13. The long-term price elasticity of housing supply (residential investment) fell significantly between 2001-08 and 2012-14. We examine the evolution over time of the long-term price elasticity by running rolling regressions using 40-quarter windows. As documented in Stock and Watson (1993), DOLS allow us to obtain the time-varying elasticity over shorter samples. The national level housing supply elasticity was higher than unity before 2000s. However, when the recent housing boom started six years ago, the price elasticity of supply was considerably lower, although it recently increased again. Hsieh and others (2012) highlight the policy constraints on supply from the planning process, zoning restrictions, the provision and funding of infrastructure, land ownership patterns, and geographical constraints. Attitude toward higher density construction also matters.

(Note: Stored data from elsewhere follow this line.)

//! Cross-ledger consistency checking and receipt-based vote verification

use std::sync::Arc;

use chrono::{DateTime, Utc};
use serde::Serialize;
use tracing::{error, warn};

use crate::audit::{AuditKind, AuditLog};
use crate::database::models::{CampaignRecord, VoteRecord};
use crate::database::Database;
use crate::error::VoteError;
use crate::ledger::LedgerClient;
use crate::metrics;

/// Outcome of comparing the local store against the ledger for one
/// (voter, campaign) pair. Derived on demand, logged for audit, never
/// persisted as authoritative state.
#[derive(Debug, Clone, Serialize)]
pub struct ConsistencyVerdict {
    pub voter_id: i64,
    pub campaign_id: i64,
    pub local_has_voted: bool,
    /// None means unknown: the campaign is not on the ledger yet, or the
    /// ledger query failed.
    pub remote_has_voted: Option<bool>,
    pub remote_error: Option<String>,
    pub consistent: bool,
    pub checked_at: DateTime<Utc>,
}

/// Receipt-backed verification of a single vote, looked up by content hash.
#[derive(Debug, Clone, Serialize)]
pub struct VoteVerification {
    pub verified: bool,
    pub campaign_id: Option<i64>,
    pub content_hash: String,
    pub ledger_tx: Option<String>,
    pub block_ref: Option<String>,
    pub block_timestamp: Option<i64>,
    pub gas_used: Option<u64>,
    pub message: String,
}

#[derive(Clone)]
pub struct ConsistencyChecker {
    db: Database,
    ledger: Arc<dyn LedgerClient>,
    audit: AuditLog,
}

impl ConsistencyChecker {
    pub fn new(db: Database, ledger: Arc<dyn LedgerClient>, audit: AuditLog) -> Self {
        Self { db, ledger, audit }
    }

    /// Compare both sources of truth for a voter. A failing ledger query
    /// degrades the remote side to unknown; the local store stays
    /// authoritative. A detected divergence is written to the audit trail
    /// exactly once, here, at the point of detection.
    pub async fn check(
        &self,
        voter_id: i64,
        campaign_id: i64,
    ) -> Result<ConsistencyVerdict, VoteError> {
        let campaign = CampaignRecord::get(self.db.pool(), campaign_id).await?;
        let local_has_voted =
            VoteRecord::exists_active(self.db.pool(), voter_id, campaign_id).await?;

        let (remote_has_voted, remote_error) = match campaign.ledger_campaign_id {
            None => (None, None),
            Some(ledger_id) => match self.ledger.has_voted(ledger_id, voter_id).await {
                Ok(answer) => (Some(answer), None),
                Err(e) => {
                    warn!(
                        "Ledger has-voted query failed for voter {} in campaign {}: {}",
                        voter_id, campaign_id, e
                    );
                    metrics::record_ledger_failure("has_voted");
                    (None, Some(e.to_string()))
                }
            },
        };

        let consistent = remote_has_voted.map_or(true, |remote| remote == local_has_voted);

        if !consistent {
            error!(
                "Vote state divergence for voter {} in campaign {}: local={}, ledger={:?}",
                voter_id, campaign_id, local_has_voted, remote_has_voted
            );
            metrics::record_integrity_conflict();
            self.audit
                .record(
                    AuditKind::IntegrityConflict,
                    Some(voter_id),
                    Some(campaign_id),
                    &format!(
                        "local={local_has_voted}, ledger={remote_has_voted:?}; \
                         manual reconciliation required"
                    ),
                )
                .await;
        }

        Ok(ConsistencyVerdict {
            voter_id,
            campaign_id,
            local_has_voted,
            remote_has_voted,
            remote_error,
            consistent,
            checked_at: Utc::now(),
        })
    }

    /// Verify a vote against the ledger using its content hash. Ledger
    /// failures surface in the verification message, never as transport
    /// errors.
    pub async fn verify_vote(&self, content_hash: &str) -> Result<VoteVerification, VoteError> {
        let vote = match VoteRecord::find_by_hash(self.db.pool(), content_hash).await? {
            Some(vote) => vote,
            None => {
                return Ok(VoteVerification {
                    verified: false,
                    campaign_id: None,
                    content_hash: content_hash.to_string(),
                    ledger_tx: None,
                    block_ref: None,
                    block_timestamp: None,
                    gas_used: None,
                    message: "vote not found".to_string(),
                });
            }
        };

        let mut verification = VoteVerification {
            verified: false,
            campaign_id: Some(vote.campaign_id),
            content_hash: content_hash.to_string(),
            ledger_tx: vote.ledger_tx.clone(),
            block_ref: None,
            block_timestamp: None,
            gas_used: None,
            message: String::new(),
        };

        let tx_ref = match &vote.ledger_tx {
            Some(tx_ref) => tx_ref,
            None => {
                verification.message = "vote is pending ledger confirmation".to_string();
                return Ok(verification);
            }
        };

        match self.ledger.get_receipt(tx_ref).await {
            Ok(Some(receipt)) if receipt.included => {
                verification.verified = true;
                verification.block_ref = receipt.block_ref;
                verification.block_timestamp = receipt.block_timestamp;
                verification.gas_used = receipt.gas_used;
                verification.message = "vote verified on the ledger".to_string();
            }
            Ok(_) => {
                verification.message = "transaction not found on the ledger".to_string();
            }
            Err(e) => {
                warn!("Receipt lookup failed for {}: {}", tx_ref, e);
                metrics::record_ledger_failure("get_receipt");
                verification.message = format!("verification failed: {e}");
            }
        }

        Ok(verification)
    }
}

14. Australia’s price elasticity of supply is low in international comparison, consistent with its high degree of urbanization. In the United States, the average price elasticity of supply for metropolitan cities with population above a half million is well above unity (Saiz, 2010). Using a different approach, a recent study found price elasticities of supply of supply above 1 not only for the United States, but also Canada, Denmark, and Sweden (Caldera and Johansson, 2013). Using state-level data, we find that the regional supply elasticities in Sydney and Melbourne are estimated at 0.21 and 0.61, respectively. The low elasticities for the two main capital cities is within the range found in some other, more densely populated OECD countries (for example, Caldera and Johansson, 2013, among others) and other studies.5 That said, the elasticity for Sydney is at the lower end of the range, consistent with anecdotal evidence of limiting zoning restriction, geographical constraints, and a period of underinvestment in infrastructure.

A03ufig6

National Housing Supply Elasticities

(Average and 95% confidence band)

Citation: IMF Staff Country Reports 2018, 045; 10.5089/9781484341872.002.A003

Source: IMF staff estimates.

D. Urbanization, Housing Supply, and Long-term Growth

15. The context to Australia’s housing market imbalances and low supply elasticity is its urbanized development. Australia is highly urbanized, with some three-fourths of the population living along the eastern coast. The share of the population living in urban areas rose from 82 percent in 1960 to about 90 percent in 2016. Economic activity is similarly concentrated geographically.

A03ufig7

Australia Town Populations

Citation: IMF Staff Country Reports 2018, 045; 10.5089/9781484341872.002.A003

Source: The evolution of Australian towns, Report 136. Bureau of Infrastructure, Transport and Regional Economies. Department of Infrastructure and Regional Development. Canberra, Australia.

16. Mirroring urbanization, the largest cities have accounted for much of national economic growth. In the 1990s, the five larger capital cities (Sydney, Melbourne, Brisbane, Adelaide, and Perth) contributed about two-thirds to national real GDP growth. In 2015-2016, this share increased to four-fifths. Among the larger capital cities, Sydney and Melbourne dominate, both in terms of population and contributions to economic activity. The two cities house some two-fifths of Australia’s population and generate more than half of the country’s value added. Recently, with the economic rebalancing after the mining boom, Sydney and Melbourne have again become the main engines of economic growth and have experienced population growth above the national rate.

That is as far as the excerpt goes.